Motivation
Here we summarize a few common probabilistic neural population models. Adapted from reading notes and class presentations from Neuro QC316 taught by Jan Drugowitsch.
LNP, GLM
These are the simplist models of neurons.
\[z= \exp(k^Tx)\\ y\sim Poisson(z)\]To fit these model, we use maximum likelihood (MLE), or maximum a posteriori (MAP) given a prior of $k$.
\[\arg\max_k\mathcal L(k|y,x)\]Remarks
- This Generalized linear model has convex likelihood function with unique solutions.
- If the $x$ is distributed isotropically, then this MLE estimate of $k$ will align with spike triggered average $\sum_i y_ix_i$
Latent Variable Models
In the next few sections, the models will all have a similar format $x\to z\to y$ or $z\to y$ , namely there will be some latent variables that are not input and not output – not observed.
For these models, a common strategy is to use Expectation Maximization. It’s a way to perform MLE over the latent states $z$ and the parameter of the model $\theta$ jointly. The optimization is performed alternatively, aka coordinate descent or maximization-maximization procedure .
Formal Procedure
Consider model $z\to y$, we have a parametric generative model given any $z$, $p(y\mid z)$ with $\theta$.
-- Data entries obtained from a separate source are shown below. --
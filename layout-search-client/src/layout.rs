use chrono::{DateTime, Utc};
use getset::{CopyGetters, Getters, Setters};
use serde::{Deserialize, Deserializer, Serialize};
use serde_json::Value;

/// Publication metadata of a shared layout, as served under `layout_meta`.
#[derive(Clone, Debug, Default, PartialEq, Serialize, Deserialize, Getters, CopyGetters, Setters)]
#[serde(default)]
pub struct LayoutMeta {
    #[serde(deserialize_with = "null_default")]
    #[getset(get = "pub", set = "pub")]
    uuid: String,
    /// Unix timestamp in seconds
    #[serde(deserialize_with = "null_default")]
    #[getset(get_copy = "pub", set = "pub")]
    date: i64,
    #[serde(deserialize_with = "null_default")]
    #[getset(get = "pub", set = "pub")]
    creator: String,
    #[serde(deserialize_with = "null_default")]
    #[getset(get = "pub", set = "pub")]
    parent_uuid: String,
    #[serde(deserialize_with = "null_default")]
    #[getset(get = "pub", set = "pub")]
    firmware_api_version: String,
    #[serde(deserialize_with = "null_default")]
    #[getset(get = "pub", set = "pub")]
    title: String,
    #[serde(deserialize_with = "null_default")]
    #[getset(get = "pub", set = "pub")]
    notes: String,
    #[serde(deserialize_with = "null_default")]
    #[getset(get = "pub", set = "pub")]
    tags: Vec<String>,
    #[serde(deserialize_with = "null_default")]
    #[getset(get_copy = "pub", set = "pub")]
    unlisted: bool,
    #[serde(deserialize_with = "null_default")]
    #[getset(get_copy = "pub", set = "pub")]
    deleted: bool,
    #[serde(deserialize_with = "null_default")]
    #[getset(get_copy = "pub", set = "pub")]
    compiled: bool,
    #[serde(deserialize_with = "null_default")]
    #[getset(get_copy = "pub", set = "pub")]
    searchable: bool,
}

impl LayoutMeta {
    pub fn new(uuid: impl Into<String>, title: impl Into<String>, creator: impl Into<String>) -> Self {
        Self {
            uuid: uuid.into(),
            title: title.into(),
            creator: creator.into(),
            ..Default::default()
        }
    }
}

/// One shared keyboard layout. `config` and `compiler_input` are not
/// interpreted and round-trip through the cache as-is.
#[derive(Clone, Debug, Default, PartialEq, Serialize, Deserialize, Getters, Setters)]
#[getset(get = "pub", set = "pub")]
pub struct LayoutRecord {
    #[serde(rename = "layout_meta", default, deserialize_with = "null_default")]
    meta: LayoutMeta,
    #[serde(default)]
    config: Value,
    #[serde(default)]
    compiler_input: Value,
}

impl LayoutRecord {
    pub fn new(meta: LayoutMeta) -> Self {
        Self {
            meta,
            ..Default::default()
        }
    }

    pub fn id(&self) -> &str {
        &self.meta.uuid
    }

    pub fn title(&self) -> &str {
        &self.meta.title
    }

    pub fn creator(&self) -> &str {
        &self.meta.creator
    }

    pub fn notes(&self) -> &str {
        &self.meta.notes
    }

    /// Publication time, `None` if the timestamp is out of range.
    pub fn created_at(&self) -> Option<DateTime<Utc>> {
        DateTime::from_timestamp(self.meta.date, 0)
    }

    pub fn semantic_key(&self) -> SemanticKey {
        SemanticKey {
            title: self.meta.title.clone(),
            creator: self.meta.creator.clone(),
        }
    }
}

/// The service sends `null` for unset fields; read those as the empty value.
fn null_default<'de, D, T>(deserializer: D) -> Result<T, D::Error>
where
    D: Deserializer<'de>,
    T: Deserialize<'de> + Default,
{
    Option::<T>::deserialize(deserializer).map(Option::unwrap_or_default)
}

/// Two layouts with the same title by the same creator are treated as the
/// same layout, whatever their ids.
#[derive(Hash, Eq, PartialEq, Clone, Debug)]
pub struct SemanticKey {
    pub title: String,
    pub creator: String,
}

#[cfg(test)]
mod tests {
    use super::*;
    use serde_json::json;

    #[test]
    fn test_parse_service_document() {
        let body = json!({
            "layout_meta": {
                "uuid": "5b2c1f0e",
                "date": 1136214245,
                "creator": "Alice",
                "parent_uuid": "",
                "firmware_api_version": "v25.05",
                "title": "Colemak-DH",
                "notes": "home row mods",
                "tags": ["colemak", "hrm"],
                "unlisted": false,
                "deleted": false,
                "compiled": true,
                "searchable": true
            },
            "config": {"layer_names": ["Base", "Lower"]},
            "compiler_input": null
        });

        let record: LayoutRecord = serde_json::from_value(body.clone()).unwrap();
        assert_eq!(record.id(), "5b2c1f0e");
        assert_eq!(record.title(), "Colemak-DH");
        assert_eq!(record.meta().tags(), &vec!["colemak".to_string(), "hrm".to_string()]);
        assert!(record.meta().compiled());
        assert_eq!(record.config(), &json!({"layer_names": ["Base", "Lower"]}));

        assert_eq!(serde_json::to_value(&record).unwrap(), body);
    }

    #[test]
    fn test_missing_fields_default() {
        let record: LayoutRecord =
            serde_json::from_str(r#"{"layout_meta": {"uuid": "x", "title": "T"}}"#).unwrap();
        assert_eq!(record.creator(), "");
        assert_eq!(record.meta().date(), 0);
        assert!(!record.meta().searchable());
        assert_eq!(record.config(), &Value::Null);
    }

    #[test]
    fn test_null_fields_read_as_empty() {
        let record: LayoutRecord = serde_json::from_str(
            r#"{"layout_meta": {"uuid": "x", "title": "T", "parent_uuid": null,
                "tags": null, "date": null, "compiled": null, "notes": null}}"#,
        )
        .unwrap();
        assert_eq!(record.id(), "x");
        assert_eq!(record.meta().parent_uuid(), "");
        assert!(record.meta().tags().is_empty());
        assert_eq!(record.meta().date(), 0);
        assert!(!record.meta().compiled());
        assert_eq!(record.notes(), "");

        let record: LayoutRecord = serde_json::from_str(r#"{"layout_meta": null}"#).unwrap();
        assert_eq!(record.meta(), &LayoutMeta::default());
    }

    #[test]
    fn test_created_at() {
        let mut meta = LayoutMeta::new("x", "T", "A");
        meta.set_date(1136214245);
        let record = LayoutRecord::new(meta);
        assert_eq!(
            record.created_at().unwrap().to_rfc3339(),
            "2006-01-02T15:04:05+00:00"
        );
    }

    #[test]
    fn test_semantic_key_ignores_id() {
        let a = LayoutRecord::new(LayoutMeta::new("1", "Foo", "Alice"));
        let b = LayoutRecord::new(LayoutMeta::new("2", "Foo", "Alice"));
        let c = LayoutRecord::new(LayoutMeta::new("3", "Foo", "Bob"));
        assert_eq!(a.semantic_key(), b.semantic_key());
        assert_ne!(a.semantic_key(), c.semantic_key());
    }
}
Expectation : Then given an observation $y$, we can estimate the distribution of the latent assuming a fixed paramter $\theta$
\[p(z\mid y)=\frac{p_\theta(y\mid z)p_\theta(z)}{p(y)}\]Maximization : Using this distribution $p(z\mid y)$, we can estimate the parameters by MLE, this step is as if we know the input data to $y$ then we can use the normal method to estimate $\theta$.
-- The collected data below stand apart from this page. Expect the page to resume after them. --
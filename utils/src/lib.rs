pub mod surf_logging;
pub mod url_builder;

pub use url_builder::UrlBuilder;

pub use url;
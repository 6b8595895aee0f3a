use std::path::PathBuf;

#[derive(Debug, thiserror::Error)]
pub enum CliError {
    #[error(transparent)]
    Layouts(#[from] layout_search_client::Error),
    #[error("Invalid configuration: {0}")]
    Config(#[from] figment::Error),
    #[error("Config file {} does not exist", .0.display())]
    ConfigMissing(PathBuf),
    #[error("Could not find an XDG location to put the cache file")]
    NoCacheDir,
}
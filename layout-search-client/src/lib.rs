pub mod client;
pub mod deduplication;
mod error;
pub mod layout;
pub mod selection;
pub mod store;


pub use client::glove80::{Glove80, DEFAULT_BASE_URL};
pub use client::LayoutProvider;
pub use deduplication::{DeduplicationConfig, DeduplicationStats, LayoutDeduplicator};
pub use error::{Error, Result};
pub use layout::{LayoutMeta, LayoutRecord, SemanticKey};
pub use store::{LayoutStore, StoreStats, CACHE_FILE_NAME};

/// What to do when a single layout cannot be fetched.
#[derive(Clone, Copy, Debug, Default, PartialEq, Eq)]
pub enum FailurePolicy {
    /// Stop at the first failure and return its error.
    #[default]
    Abort,
    /// Log the failure and move on to the next id.
    Skip,
}

/// Looks layouts up in a [`LayoutStore`] first and falls back to the
/// provider, writing every fetched layout through to the store.
#[derive(Clone)]
pub struct LayoutClient<P = Glove80> {
    provider: P,
}

impl LayoutClient<Glove80> {
    /// Client for the public Glove80 layout library
    pub fn new() -> Result<Self> {
        Self::with_base_url(DEFAULT_BASE_URL)
    }

    pub fn with_base_url(base_url: &str) -> Result<Self> {
        Ok(Self::with_provider(Glove80::new(base_url)?))
    }
}

impl<P: LayoutProvider> LayoutClient<P> {
    pub fn with_provider(provider: P) -> Self {
        Self { provider }
    }

    pub fn provider(&self) -> &P {
        &self.provider
    }

    /// Ids of published layouts carrying any of `tags` (all layouts when
    /// `tags` is empty).
    pub async fn search(&self, tags: &[String]) -> Result<Vec<String>> {
        let ids = self.provider.search(tags).await?;
        log::debug!("Search returned {} layout ids", ids.len());
        Ok(ids)
    }

    /// Return the layout for `id`, from the store if it has been seen before.
    /// Cached layouts are trusted as-is; there is no revalidation.
    pub async fn resolve(&self, store: &mut LayoutStore, id: &str) -> Result<LayoutRecord> {
        if let Some(cached) = store.get(id) {
            log::debug!("Cache hit for layout: {}", id);
            return Ok(cached.clone());
        }

        log::debug!("Cache miss for layout: {}", id);
        let record = self.provider.fetch_layout(id).await?;
        store.put(id, record.clone());
        Ok(record)
    }

    /// Resolve `ids` one after the other, in order.
    pub async fn resolve_all(
        &self,
        store: &mut LayoutStore,
        ids: &[String],
        policy: FailurePolicy,
    ) -> Result<Vec<LayoutRecord>> {
        let mut records = Vec::with_capacity(ids.len());
        for id in ids {
            match self.resolve(store, id).await {
                Ok(record) => records.push(record),
                Err(err) if policy == FailurePolicy::Skip => {
                    log::warn!("Skipping layout {}: {}", id, err);
                }
                Err(err) => return Err(err),
            }
        }
        Ok(records)
    }
}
Formally, this is maximizing the “expected” likelihood function.
\[\mathbb E_{p(z\mid y)} [\log\mathcal L(\theta;y,z)]\]Remark
- Exact EM algorithm will increase the marginal likelihood of observed data $p(y)$ so it will converge, but not necessarily to global maxima. Thus multiple restart is needed; and a nice initialization could help!
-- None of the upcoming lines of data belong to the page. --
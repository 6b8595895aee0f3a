use std::time::Instant;
use surf::middleware::{Middleware, Next};
use surf::{Client, Request, Response};

/// Logs every outgoing request and the status it came back with.
#[derive(Debug, Default, Clone, Copy)]
pub struct SurfLogging;

#[surf::utils::async_trait]
impl Middleware for SurfLogging {
    async fn handle(
        &self,
        req: Request,
        client: Client,
        next: Next<'_>,
    ) -> surf::Result<Response> {
        let method = req.method();
        let url = req.url().clone();
        log::debug!("Requesting: {} {}", method, url);

        let start = Instant::now();
        let res = next.run(req, client).await;
        match &res {
            Ok(response) => log::debug!(
                "{} {} -> {} in {:?}",
                method,
                url,
                response.status(),
                start.elapsed()
            ),
            Err(err) => log::warn!("{} {} failed after {:?}: {}", method, url, start.elapsed(), err),
        }
        res
    }
}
- Approximate EM algorithm is not guanranteed to converge! If you use gaussian approximation or other approximations for $p(z\mid y)$ etc.
State Space Model
Latent state: a $p$ dimension linear dynamic system
Observation: a linear readout and Generalized linear model with Poisson
GPFA
Latent state: gaussian processes
- $p$ independent GPs with different time scales
Observation: a linear readout $C$ with a indevidual neuron based variance $R$
Thus the whole model is a joint multivariate Gaussian.
To learn these models, we use Expectation Maximization .
LFADS
Latent state: Recurrent neural network
Observation: Linear readout
To learn these models, we use gradient descent training on datasets.